I think there is an error in your little endian patch file. The line
+STACK_ADDR= 16711680
should not have a space after the equals.
With that space removed and rebuilding the compiler I can now compile a normal "hello world" program with no errors about undefined _stack. It then runs fine under the zpu emulator:)
None yet. I'm just trying to prove that Andry's little endian compiler is working. The zpu emulator is pretty accurate as a test tool I think.
I will be coming to Zog itself soon. I thought I would tackle these endian mods starting from my last zog_v1_6 as I will probably need the single step debug feature.
None yet. I'm just trying to prove that Andry's little endian compiler is working.

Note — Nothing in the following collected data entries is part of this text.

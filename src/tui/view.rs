//! Pure rendering: map a frame snapshot to terminal cells.
//!
//! A frame is recomputed every tick from the timer, the palette and the
//! current terminal size. Drawing is cell-by-cell into a ratatui `Buffer`;
//! anything that falls outside the drawable area is dropped, so tiny
//! terminals just show a cropped clock.
//!
//! Geometry, in terminal cells (one glyph pixel is two cells wide):
//!
//! ```text
//! x                  x+10·ls      x+10·ls+6
//! ████████  ████████ .         ████████  ████████      y
//! ...                                                  ...
//!                    ██                                y+4  separator
//!                                                      ...
//!           [S]: START | STOP    [R]: RESET    ...     y+7  help
//! ```

use std::time::Duration;

use ratatui::Frame;
use ratatui::buffer::Buffer;
use ratatui::layout::{Position, Rect};
use ratatui::style::Style;
use ratatui::widgets::Clear;

use crate::glyph::{GLYPH_COLS, GLYPH_ROWS, GlyphTable};
use crate::timer::Clock;

use super::state::App;
use super::theme::{ColorPair, HELP_TEXT, Palette};

/// One glyph pixel.
const PIXEL: &str = "  ";
const PIXEL_WIDTH: i32 = 2;
/// Horizontal distance between consecutive digits (4 pixels + 1 pixel gap).
const DIGIT_PITCH: i32 = 10;
/// Space between the last seconds digit and the first hundredths digit.
const GROUP_GAP: i32 = 6;
const SEPARATOR_OFFSET: i32 = 1;
const SEPARATOR_ROW: i32 = 4;
const HELP_ROW: i32 = 7;
/// Digits plus the help line below them.
const BLOCK_HEIGHT: i32 = 8;

// ============================================================================
// FRAME SNAPSHOT
// ============================================================================

/// Everything needed to draw one frame.
#[derive(Debug, Clone, PartialEq, Eq)]
pub struct FrameModel {
    /// Whole seconds, as decimal digits.
    pub seconds: String,
    /// Hundredths of a second, always two digits.
    pub hundredths: String,
    pub show_separator: bool,
    pub palette: Palette,
}

impl FrameModel {
    /// Snapshot the app. `wall` is the wall-clock time since the Unix
    /// epoch and only drives the separator blink.
    pub fn capture<C: Clock>(app: &App<C>, wall: Duration) -> Self {
        let running = app.timer.is_started();
        let (seconds, hundredths) = format_elapsed(app.timer.elapsed_secs());
        FrameModel {
            seconds,
            hundredths,
            show_separator: separator_visible(running, wall),
            palette: app.palette,
        }
    }
}

/// Split elapsed seconds into its `SECONDS` and `HUNDREDTHS` digit groups,
/// rounded to two decimals.
pub fn format_elapsed(secs: f64) -> (String, String) {
    let formatted = format!("{:.2}", secs.max(0.0));
    match formatted.split_once('.') {
        Some((whole, frac)) => (whole.to_string(), frac.to_string()),
        None => (formatted, "00".to_string()),
    }
}

/// Solid while running. While stopped, blinks at 2 Hz off the wall clock
/// so the phase does not depend on when the loop started.
pub fn separator_visible(running: bool, wall: Duration) -> bool {
    running || (wall.as_millis() / 500) % 2 == 1
}

// ============================================================================
// LAYOUT
// ============================================================================

/// Top-left corner of the digit block, relative to the drawable area.
/// Either coordinate may be negative when the terminal is too small.
#[derive(Debug, Clone, Copy, PartialEq, Eq)]
pub struct Origin {
    pub x: i32,
    pub y: i32,
}

impl Origin {
    /// Center a block of `seconds_len + hundredths_len` digits in `area`.
    pub fn centered(area: Rect, seconds_len: usize, hundredths_len: usize) -> Self {
        let digits = (seconds_len + hundredths_len) as i32;
        let block_width = PIXEL_WIDTH * (5 * digits + 3) + 1;
        Origin {
            x: (i32::from(area.width) - block_width).div_euclid(2),
            y: (i32::from(area.height) - BLOCK_HEIGHT).div_euclid(2),
        }
    }
}

// ============================================================================
// DRAWING
// ============================================================================

/// Clear the frame and draw the clock.
pub fn render(model: &FrameModel, glyphs: &GlyphTable, frame: &mut Frame) {
    let area = frame.area();
    frame.render_widget(Clear, area);
    draw(model, glyphs, area, frame.buffer_mut());
}

/// Draw digits, separator and help line into `buf` within `area`.
pub fn draw(model: &FrameModel, glyphs: &GlyphTable, area: Rect, buf: &mut Buffer) {
    let origin = Origin::centered(area, model.seconds.len(), model.hundredths.len());
    let pixel = model.palette.style(ColorPair::Pixel);
    let split = origin.x + DIGIT_PITCH * model.seconds.len() as i32;

    draw_number(buf, area, glyphs, &model.seconds, origin.x, origin.y, pixel);
    draw_number(buf, area, glyphs, &model.hundredths, split + GROUP_GAP, origin.y, pixel);

    if model.show_separator {
        put_str(buf, area, split + SEPARATOR_OFFSET, origin.y + SEPARATOR_ROW, PIXEL, pixel);
    }

    let help_len = HELP_TEXT.chars().count() as i32;
    put_str(
        buf,
        area,
        (i32::from(area.width) - help_len).div_euclid(2),
        origin.y + HELP_ROW,
        HELP_TEXT,
        model.palette.style(ColorPair::Accent),
    );
}

fn draw_number(
    buf: &mut Buffer,
    area: Rect,
    glyphs: &GlyphTable,
    number: &str,
    x: i32,
    y: i32,
    style: Style,
) {
    let digits = number.chars().filter_map(|c| c.to_digit(10));
    for (i, digit) in digits.enumerate() {
        draw_digit(buf, area, glyphs, digit as u8, x + DIGIT_PITCH * i as i32, y, style);
    }
}

fn draw_digit(
    buf: &mut Buffer,
    area: Rect,
    glyphs: &GlyphTable,
    digit: u8,
    x: i32,
    y: i32,
    style: Style,
) {
    for row in 0..GLYPH_ROWS {
        for col in 0..GLYPH_COLS {
            if glyphs.is_lit(digit, row, col) {
                put_str(buf, area, x + PIXEL_WIDTH * col as i32, y + row as i32, PIXEL, style);
            }
        }
    }
}

/// Write `text` at (`x`, `y`) relative to `area`, one cell per char.
/// Cells outside `area` are skipped.
fn put_str(buf: &mut Buffer, area: Rect, x: i32, y: i32, text: &str, style: Style) {
    let Ok(row) = u16::try_from(y) else {
        return;
    };
    if row >= area.height {
        return;
    }
    for (i, ch) in text.chars().enumerate() {
        let Ok(col) = u16::try_from(x + i as i32) else {
            continue;
        };
        if col >= area.width {
            break;
        }
        let position = Position::new(area.x + col, area.y + row);
        if let Some(cell) = buf.cell_mut(position) {
            cell.set_char(ch).set_style(style);
        }
    }
}

// ============================================================================
// TESTS
// ============================================================================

The zpu emulator is pretty accurate as a test tool I think.
I will be coming to Zog itself soon. I thought I would tackle these endian mods starting from my last zog_v1_6 as I will probably need the single step debug feature.
Actually, single stepping works with the zogload version as well although I admit that I haven't tried it lately so it might have suffered bit rot. One nice thing about single stepping in zogload is that it doesn't use any Spin code. I wrote a PASM debug stub that runs entirely in a COG.

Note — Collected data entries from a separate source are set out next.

//! TUI state algebra.
//!
//! `App` owns everything that lives for the whole session: the timer, the
//! hue, the palette and the quit flag. The input state machine programs
//! against `Phase`, `Action` and `Command`; only `App::apply` touches the
//! timer.

use crate::config::Config;
use crate::hue::{self, HueCycler};
use crate::timer::{Clock, MonotonicClock, Timer};

use super::theme::Palette;

// ============================================================================
// APPLICATION STATE
// ============================================================================

/// Top-level TUI model, constructed once in the entry point.
#[derive(Debug)]
pub struct App<C = MonotonicClock> {
    pub timer: Timer<C>,
    pub hue: HueCycler,
    /// Color slots; the dynamic slot follows `hue`.
    pub palette: Palette,
    pub lightness: f64,
    pub saturation: f64,
    /// Set when the loop should end after the current tick.
    pub should_quit: bool,
}

impl<C: Clock> App<C> {
    pub fn new(clock: C, config: &Config) -> Self {
        let hue = HueCycler::new();
        let dynamic = hue::to_rgb(hue.hue(), config.lightness, config.saturation);
        App {
            timer: Timer::new(clock),
            hue,
            palette: Palette::new(dynamic, config.accent),
            lightness: config.lightness,
            saturation: config.saturation,
            should_quit: false,
        }
    }

    /// Where the stopwatch sits in the input state machine.
    pub fn phase(&self) -> Phase {
        if self.timer.is_started() {
            Phase::Running
        } else if self.timer.elapsed().is_zero() {
            Phase::StoppedAtZero
        } else {
            Phase::StoppedNonZero
        }
    }

    /// Reprogram the dynamic color slot from the current hue.
    pub fn sync_color(&mut self) {
        let rgb = hue::to_rgb(self.hue.hue(), self.lightness, self.saturation);
        self.palette.set_dynamic(rgb);
    }

    /// Execute a command produced by the state machine.
    pub fn apply(&mut self, command: Command) {
        match command {
            Command::Start => {
                self.timer.start();
                tracing::debug!(elapsed = ?self.timer.elapsed(), "timer started");
            }
            Command::Stop => {
                self.timer.stop();
                tracing::debug!(elapsed = ?self.timer.elapsed(), "timer stopped");
            }
            Command::Reset => {
                self.timer.reset();
                self.hue.reset();
                self.sync_color();
                tracing::debug!("timer reset");
            }
            Command::Quit => self.should_quit = true,
            Command::Ignore => {}
        }
    }
}

// ============================================================================
// INPUT STATE MACHINE
// ============================================================================

/// Coarse stopwatch state as seen by the input handler.
#[derive(Debug, Clone, Copy, PartialEq, Eq)]
pub enum Phase {
    /// Fresh or just reset.
    StoppedAtZero,
    Running,
    /// Paused with time on the clock.
    StoppedNonZero,
}

/// Semantic user action, decoupled from raw key events.
#[derive(Debug, Clone, Copy, PartialEq, Eq)]
pub enum Action {
    /// Start if stopped, stop if running.
    ToggleRun,
    /// Zero the timer and the hue. Honored only while stopped.
    Reset,
    Quit,
}

/// What the effects layer should do in response to an action.
#[derive(Debug, Clone, Copy, PartialEq, Eq)]
pub enum Command {
    Start,
    Stop,
    Reset,
    Quit,
    /// Request denied or meaningless in this phase.
    Ignore,
}

// ============================================================================
// TESTS
// ============================================================================

#[cfg(test)]
mod tests {
    use std::time::Duration;

    use super::*;
    use crate::timer::ManualClock;

    fn app(clock: &ManualClock) -> App<&ManualClock> {
        App::new(clock, &Config::default())
    }

    #[test]
    fn new_app_is_stopped_at_zero() {
        let clock = ManualClock::default();
        let app = app(&clock);
        assert_eq!(app.phase(), Phase::StoppedAtZero);
        assert_eq!(app.hue.hue(), 0);
        assert!(!app.should_quit);
    }

    #[test]
    fn new_app_programs_dynamic_slot_from_hue_zero() {
        let clock = ManualClock::default();
        let app = app(&clock);
        assert_eq!(app.palette.dynamic(), hue::to_rgb(0, 0.6, 1.0));
    }

    #[test]
    fn phase_follows_timer() {
        let clock = ManualClock::default();
        let mut app = app(&clock);

        app.apply(Command::Start);
        assert_eq!(app.phase(), Phase::Running);

        clock.advance(Duration::from_millis(250));
        app.apply(Command::Stop);
        assert_eq!(app.phase(), Phase::StoppedNonZero);

        app.apply(Command::Reset);
        assert_eq!(app.phase(), Phase::StoppedAtZero);
    }

    #[test]
    fn reset_command_zeroes_hue_and_color() {
        let clock = ManualClock::default();
        let mut app = app(&clock);
        for _ in 0..42 {
            app.hue.advance();
        }
        app.sync_color();
        assert_ne!(app.palette.dynamic(), hue::to_rgb(0, 0.6, 1.0));

        app.apply(Command::Reset);
        assert_eq!(app.hue.hue(), 0);
        assert_eq!(app.palette.dynamic(), hue::to_rgb(0, 0.6, 1.0));
    }

    #[test]
    fn quit_command_sets_flag() {
        let clock = ManualClock::default();
        let mut app = app(&clock);
        app.apply(Command::Quit);
        assert!(app.should_quit);
    }

    #[test]
    fn ignore_changes_nothing() {
        let clock = ManualClock::default();
        let mut app = app(&clock);
        app.apply(Command::Start);
        clock.advance(Duration::from_secs(1));
        app.apply(Command::Ignore);
        assert_eq!(app.phase(), Phase::Running);
        assert_eq!(app.timer.elapsed(), Duration::from_secs(1));
    }
}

I just hacked my old zog_v1_6 to be a little endian ZPU. I recompiled some of th the test programs with Andrey's patched zpugcc and low they worked first time! That is: fibo, dhrystone, size, ackermann, mall and endian.
I just hacked my old zog_v1_6 to be a little endian ZPU. I recompiled some of th the test programs with Andrey's patched zpugcc and low they worked first time! That is: fibo, dhrystone, size, ackermann, mall and endian.
Comments
Also see post #252 in http://forums.parallax.com/showthread.php?131477-GCC-Eclipse-and-Propeller-2-seeking-developers/page13 ... using the CLUT as the return stack and expression evaluation stack for ZOG (and Spin) should result in quite a performance boost, as it would avoid hub accesses not only for call/return, but also for every push/pop used in expression evaluation!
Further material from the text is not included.